Saved data entries:
═══
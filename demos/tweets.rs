use std::io::Cursor;
use std::sync::Arc;

use tweet_maxent::corpus::read_labeled;
use tweet_maxent::{store, Classifier, StopWords, Trainer, TrainingParams};

const STOPWORDS: &str = "a\nan\nand\nare\nas\nat\nbe\nbut\nby\nfor\nif\nin\nis\nit\nof\non\nor\nthe\nthis\nto\nwas\nwith\ni\nmy\nso\n";

const TWEETS: &str = "\
1\tLoving the new album, what a great sound
1\tGreat game tonight, love this team
1\tSuch a wonderful surprise, love it
1\tThe critics loved the film, great acting
1\tWhat a nice and wonderful day
0\tHated the ending, what a terrible film
0\tTerrible service, I hate waiting
0\tThe critics hated it, awful acting
0\tAwful weather again, hate this day
0\tWhat a terrible and awful game
";

fn main() -> tweet_maxent::Result<()> {
    env_logger::Builder::from_env(env_logger::Env::default().default_filter_or("info")).init();

    let stopwords = StopWords::from_reader(Cursor::new(STOPWORDS))?;
    let docs = read_labeled(Cursor::new(TWEETS))?;

    let params = TrainingParams::default();
    let model = Trainer::new(params).train_documents(&docs, &stopwords)?;

    let path = std::env::temp_dir().join("tweet-maxent-demo.model");
    store::save_to_path(&model, &path)?;
    let model = store::load_from_path(&path)?;

    for category in model.categories() {
        let top: Vec<String> = model
            .top_features(category, 3)
            .into_iter()
            .map(|(token, w)| format!("{token}:{w:.3}"))
            .collect();
        println!("category {category}: {}", top.join(" "));
    }

    let classifier = Classifier::new(Arc::new(model), stopwords);
    for tweet in [
        "Have a nice day!",
        "To everybody's surprise the critics hated it!",
    ] {
        let result = classifier.classify(tweet);
        let sentiment = result
            .sentiment()
            .map(|s| s.to_string())
            .unwrap_or_else(|| result.category.to_string());
        println!(" Tweet: {tweet}\tSentiment: {sentiment}\t[{}]", result.distribution);
    }

    let eval = classifier.evaluate(&docs);
    print!("{eval}");
    Ok(())
}
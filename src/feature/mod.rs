pub mod token;
pub mod vector;
pub mod vocabulary;

pub use token::TokenFrequency;
pub use vector::{FeatureMode, FeatureVector};
pub use vocabulary::{Vocabulary, DEFAULT_CUTOFF};
use std::collections::HashSet;
use std::io::BufRead;

use crate::error::Result;

/// Case-normalized stop token set.
///
/// Entries are trimmed and lowercased on insertion, so membership checks
/// against already-lowercased tokens are exact matches.
#[derive(Debug, Clone, Default)]
pub struct StopWords {
    words: HashSet<Box<str>>,
}

impl StopWords {
    /// Create an empty set
    pub fn new() -> Self {
        Self {
            words: HashSet::new(),
        }
    }

    /// Build a set from a word list, one token per line.
    /// Blank lines are skipped and duplicates collapse.
    ///
    /// # Arguments
    /// * `lines` - word list lines
    pub fn from_lines<I, T>(lines: I) -> Self
    where
        I: IntoIterator<Item = T>,
        T: AsRef<str>,
    {
        let mut stopwords = Self::new();
        for line in lines {
            stopwords.insert(line.as_ref());
        }
        stopwords
    }

    /// Read a word list from any line source.
    /// I/O failures are returned unchanged.
    pub fn from_reader<R: BufRead>(reader: R) -> Result<Self> {
        let mut stopwords = Self::new();
        for line in reader.lines() {
            stopwords.insert(&line?);
        }
        Ok(stopwords)
    }

    /// Insert a single word.
    /// Returns false for blank input or an already present word.
    pub fn insert(&mut self, word: &str) -> bool {
        let word = word.trim();
        if word.is_empty() {
            return false;
        }
        self.words.insert(word.to_lowercase().into_boxed_str())
    }

    /// `token` is expected to be lowercase already
    #[inline]
    pub fn contains(&self, token: &str) -> bool {
        self.words.contains(token)
    }

    pub fn len(&self) -> usize {
        self.words.len()
    }

    pub fn is_empty(&self) -> bool {
        self.words.is_empty()
    }

    pub fn iter(&self) -> impl Iterator<Item = &str> {
        self.words.iter().map(|w| w.as_ref())
    }
}

impl<T: AsRef<str>> FromIterator<T> for StopWords {
    fn from_iter<I: IntoIterator<Item = T>>(iter: I) -> Self {
        Self::from_lines(iter)
    }
}
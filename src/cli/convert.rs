use super::ui;
use crate::core::session::SessionState;
use crate::core::{ConversionPhase, CurrencyDirectoryProvider, PairConversionProvider};
use anyhow::Result;
use tracing::{debug, warn};

const GENERIC_FAILURE: &str = "Failed to fetch conversion rate!";

/// Runs one conversion action through the session: directory fetch at
/// startup, membership warnings, the positive-amount precondition, then a
/// single ticketed provider request.
pub async fn run(
    directory: &(dyn CurrencyDirectoryProvider + Send + Sync),
    converter: &(dyn PairConversionProvider + Send + Sync),
    state: SessionState,
) -> Result<()> {
    let state = state.with_directory(directory.fetch_currencies().await);
    debug!(
        "Directory loaded with {} currencies",
        state.currencies().len()
    );

    // Membership is advisory: the provider is still asked, matching the
    // caller-side contract for code validity.
    if !state.currencies().is_empty() {
        for code in [state.from(), state.to()] {
            if !state.knows_code(code) {
                warn!("Currency code {code} is not in the provider's directory");
                println!(
                    "{}",
                    ui::style_text(
                        &format!("Warning: {code} is not a known currency code"),
                        ui::StyleType::Subtle
                    )
                );
            }
        }
    }

    let Some((state, ticket, request)) = state.begin_conversion() else {
        anyhow::bail!("Amount must be a positive number");
    };

    let spinner = ui::new_spinner("Converting...");
    let state = match converter.convert(&request).await {
        Ok(conversion) => state.complete(ticket, conversion),
        Err(e) => {
            warn!(error = %e, "Conversion request failed");
            state.fail(ticket, GENERIC_FAILURE)
        }
    };
    spinner.finish_and_clear();

    match state.phase() {
        ConversionPhase::Done { conversion, .. } => {
            println!(
                "{} {} = {}",
                request.amount,
                request.from,
                ui::style_text(
                    &format!("{} {}", conversion.converted_amount, request.to),
                    ui::StyleType::ResultValue
                )
            );
            if let Some(rate) = conversion.rate {
                let updated = conversion
                    .last_updated
                    .map(|dt| format!(", updated {}", dt.format("%Y-%m-%d %H:%M UTC")))
                    .unwrap_or_default();
                println!(
                    "{}",
                    ui::style_text(
                        &format!("1 {} = {} {}{}", request.from, rate, request.to, updated),
                        ui::StyleType::Subtle
                    )
                );
            }
        }
        ConversionPhase::Failed { message, .. } => {
            println!("{}", ui::style_text(message, ui::StyleType::Error));
        }
        // begin_conversion guarantees a settled phase by this point.
        other => debug!("Unexpected terminal phase: {other:?}"),
    }

    Ok(())
}

#[cfg(test)]
mod tests {
    use super::*;
    use crate::core::conversion::{Conversion, ConversionRequest, TransportError};
    use crate::core::currency::CurrencyEntry;
    use async_trait::async_trait;

    struct StubDirectory {
        entries: Vec<CurrencyEntry>,
    }

    #[async_trait]
    impl CurrencyDirectoryProvider for StubDirectory {
        async fn fetch_currencies(&self) -> Vec<CurrencyEntry> {
            self.entries.clone()
        }
    }

    struct StubConverter {
        fail: bool,
    }

    #[async_trait]
    impl PairConversionProvider for StubConverter {
        async fn convert(
            &self,
            request: &ConversionRequest,
        ) -> Result<Conversion, TransportError> {
            if self.fail {
                return Err(TransportError::Status {
                    status: reqwest::StatusCode::INTERNAL_SERVER_ERROR,
                    context: format!("pair {}/{}/{}", request.from, request.to, request.amount),
                });
            }
            Ok(Conversion {
                converted_amount: request.amount * 83.0,
                rate: Some(83.0),
                last_updated: None,
            })
        }
    }

    fn directory() -> StubDirectory {
        StubDirectory {
            entries: vec![
                CurrencyEntry::new("USD", "United States Dollar"),
                CurrencyEntry::new("INR", "Indian Rupee"),
            ],
        }
    }

    #[tokio::test]
    async fn test_successful_conversion_flow() {
        let state = SessionState::new().set_amount(100.0);
        let result = run(&directory(), &StubConverter { fail: false }, state).await;
        assert!(result.is_ok());
    }

    #[tokio::test]
    async fn test_converter_failure_is_surfaced_not_returned() {
        let state = SessionState::new().set_amount(100.0);
        let result = run(&directory(), &StubConverter { fail: true }, state).await;
        // The host catches transport failures and surfaces a message.
        assert!(result.is_ok());
    }

    #[tokio::test]
    async fn test_non_positive_amount_never_converts() {
        let state = SessionState::new().set_amount(0.0);
        let result = run(&directory(), &StubConverter { fail: false }, state).await;
        assert!(result.is_err());
        assert!(
            result
                .unwrap_err()
                .to_string()
                .contains("Amount must be a positive number")
        );
    }

    #[tokio::test]
    async fn test_unknown_code_still_converts() {
        let state = SessionState::new().select_from("XXX").set_amount(10.0);
        let result = run(&directory(), &StubConverter { fail: false }, state).await;
        assert!(result.is_ok());
    }
}
//! Supported-currency directory abstractions

use async_trait::async_trait;

/// One supported currency as reported by the provider: an ISO 4217-like
/// code plus a display name.
#[derive(Debug, Clone, PartialEq, Eq)]
pub struct CurrencyEntry {
    pub code: String,
    pub name: String,
}

impl CurrencyEntry {
    pub fn new(code: impl Into<String>, name: impl Into<String>) -> Self {
        CurrencyEntry {
            code: code.into(),
            name: name.into(),
        }
    }
}

/// Fetches the full set of currencies the provider can convert between.
///
/// The contract is deliberately infallible: any transport or parse failure
/// is absorbed by the implementation, which returns an empty directory and
/// emits a single diagnostic instead. Callers cannot distinguish "provider
/// supports nothing" from "fetch failed".
#[async_trait]
pub trait CurrencyDirectoryProvider: Send + Sync {
    async fn fetch_currencies(&self) -> Vec<CurrencyEntry>;
}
═══
Where in the records does the string "Send" appear? Copy every line that has it.

> _Response to the exercise_:
    directory: &(dyn CurrencyDirectoryProvider + Send + Sync),
    converter: &(dyn PairConversionProvider + Send + Sync),
pub trait CurrencyDirectoryProvider: Send + Sync {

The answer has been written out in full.